> Exercise objective
Using the data that follows, give the number of lines in which the word "CanPlay" occurs. Write only the number.
==== Dataset content
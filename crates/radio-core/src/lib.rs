pub mod config;
pub mod directory;
pub mod platform;
pub mod settings;
pub mod station;
pub mod theme;

pub use config::Config;
pub use directory::{DirectorySource, StationDirectory};
pub use station::{NewStation, Station};
pub use theme::Theme;
//! The audio-output seam.  `PlayerCore` drives playback only through
//! [`AudioOutput`]; [`MpvOutput`] is the real implementation.

use std::future::Future;
use std::sync::Mutex;

use serde_json::Value;
use tokio::sync::mpsc;
use tracing::{debug, info, warn};

use crate::mpv::{MpvDriver, MpvEvent, MpvHandle, OBS_CORE_IDLE, OBS_ICY_TITLE, OBS_PAUSED_FOR_CACHE};

/// Asynchronous notifications from the output, mirroring media element events.
#[derive(Debug, Clone, PartialEq)]
pub enum OutputEvent {
    Ended,
    Waiting,
    Stalled,
    Playing,
    CanPlay,
    Error(String),
    Metadata(Option<String>),
}

pub trait AudioOutput: Send + Sync + 'static {
    /// Replace the current source and start fetching it.  Does not unpause.
    fn load(&self, url: &str) -> impl Future<Output = anyhow::Result<()>> + Send;
    fn play(&self) -> impl Future<Output = anyhow::Result<()>> + Send;
    fn pause(&self) -> impl Future<Output = anyhow::Result<()>> + Send;
    fn volume(&self) -> impl Future<Output = f32> + Send;
    fn set_volume(&self, volume: f32) -> impl Future<Output = anyhow::Result<()>> + Send;
    fn muted(&self) -> impl Future<Output = bool> + Send;
    fn set_muted(&self, muted: bool) -> impl Future<Output = anyhow::Result<()>> + Send;
    /// URL of the last loaded source.
    fn source(&self) -> Option<String>;
    fn media_title(&self) -> impl Future<Output = Option<String>> + Send;
}

pub struct MpvOutput {
    handle: MpvHandle,
    source: Mutex<Option<String>>,
    // owns the child; killed on drop
    driver: Mutex<MpvDriver>,
}

impl MpvOutput {
    /// Spawn mpv and start translating its events.  Fails when mpv cannot be
    /// found or its IPC socket never comes up.
    pub async fn spawn(initial_volume: f32) -> anyhow::Result<(Self, mpsc::Receiver<OutputEvent>)> {
        let mut driver = MpvDriver::new(initial_volume);
        let (mpv_tx, mpv_rx) = mpsc::channel::<MpvEvent>(256);
        let handle = driver.spawn_and_connect(mpv_tx).await?;
        handle.observe_properties().await;

        let (out_tx, out_rx) = mpsc::channel::<OutputEvent>(256);
        tokio::spawn(translate_events(mpv_rx, out_tx));

        Ok((
            Self {
                handle,
                source: Mutex::new(None),
                driver: Mutex::new(driver),
            },
            out_rx,
        ))
    }

    pub async fn shutdown(self) {
        self.handle.quit().await;
        if let Ok(mut driver) = self.driver.into_inner() {
            driver.kill().await;
        }
    }
}

impl AudioOutput for MpvOutput {
    async fn load(&self, url: &str) -> anyhow::Result<()> {
        self.handle.load_replace(url).await?;
        if let Ok(mut source) = self.source.lock() {
            *source = Some(url.to_string());
        }
        Ok(())
    }

    async fn play(&self) -> anyhow::Result<()> {
        self.handle.set_pause(false).await
    }

    async fn pause(&self) -> anyhow::Result<()> {
        self.handle.set_pause(true).await
    }

    async fn volume(&self) -> f32 {
        match self.handle.get_volume().await {
            Ok(v) => v,
            Err(e) => {
                warn!("mpv: volume query failed: {}", e);
                0.0
            }
        }
    }

    async fn set_volume(&self, volume: f32) -> anyhow::Result<()> {
        self.handle.set_volume(volume).await
    }

    async fn muted(&self) -> bool {
        self.handle.get_mute().await.unwrap_or(false)
    }

    async fn set_muted(&self, muted: bool) -> anyhow::Result<()> {
        self.handle.set_mute(muted).await
    }

    fn source(&self) -> Option<String> {
        self.source.lock().ok().and_then(|s| s.clone())
    }

    async fn media_title(&self) -> Option<String> {
        self.handle.icy_title().await
    }
}

async fn translate_events(mut rx: mpsc::Receiver<MpvEvent>, tx: mpsc::Sender<OutputEvent>) {
    while let Some(evt) = rx.recv().await {
        for out in translate(&evt) {
            if tx.send(out).await.is_err() {
                return;
            }
        }
    }
    debug!("mpv event translator exiting");
}

/// Map one mpv event onto zero or more output events.
pub fn translate(evt: &MpvEvent) -> Vec<OutputEvent> {
    if let Some((id, data)) = evt.as_property_change() {
        return match id {
            OBS_CORE_IDLE if data == &Value::Bool(false) => vec![OutputEvent::Playing],
            OBS_PAUSED_FOR_CACHE if data == &Value::Bool(true) => vec![OutputEvent::Stalled],
            OBS_ICY_TITLE => {
                let title = data.as_str().map(str::to_string);
                vec![OutputEvent::Metadata(title)]
            }
            _ => Vec::new(),
        };
    }

    match evt.event_name() {
        Some("start-file") => vec![OutputEvent::Waiting],
        Some("file-loaded") => vec![OutputEvent::CanPlay],
        Some("end-file") => match evt.str_field("reason") {
            Some("eof") => vec![OutputEvent::Ended],
            Some("error") => {
                let msg = evt
                    .str_field("file_error")
                    .map(|e| format!("Error playing audio: {}", e))
                    .unwrap_or_else(|| "Error playing audio".to_string());
                info!("mpv: end-file error: {}", msg);
                vec![OutputEvent::Error(msg), OutputEvent::Ended]
            }
            // stop / redirect / quit come from our own loadfile replace
            _ => Vec::new(),
        },
        _ => Vec::new(),
    }
}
========
> Solution for this task
2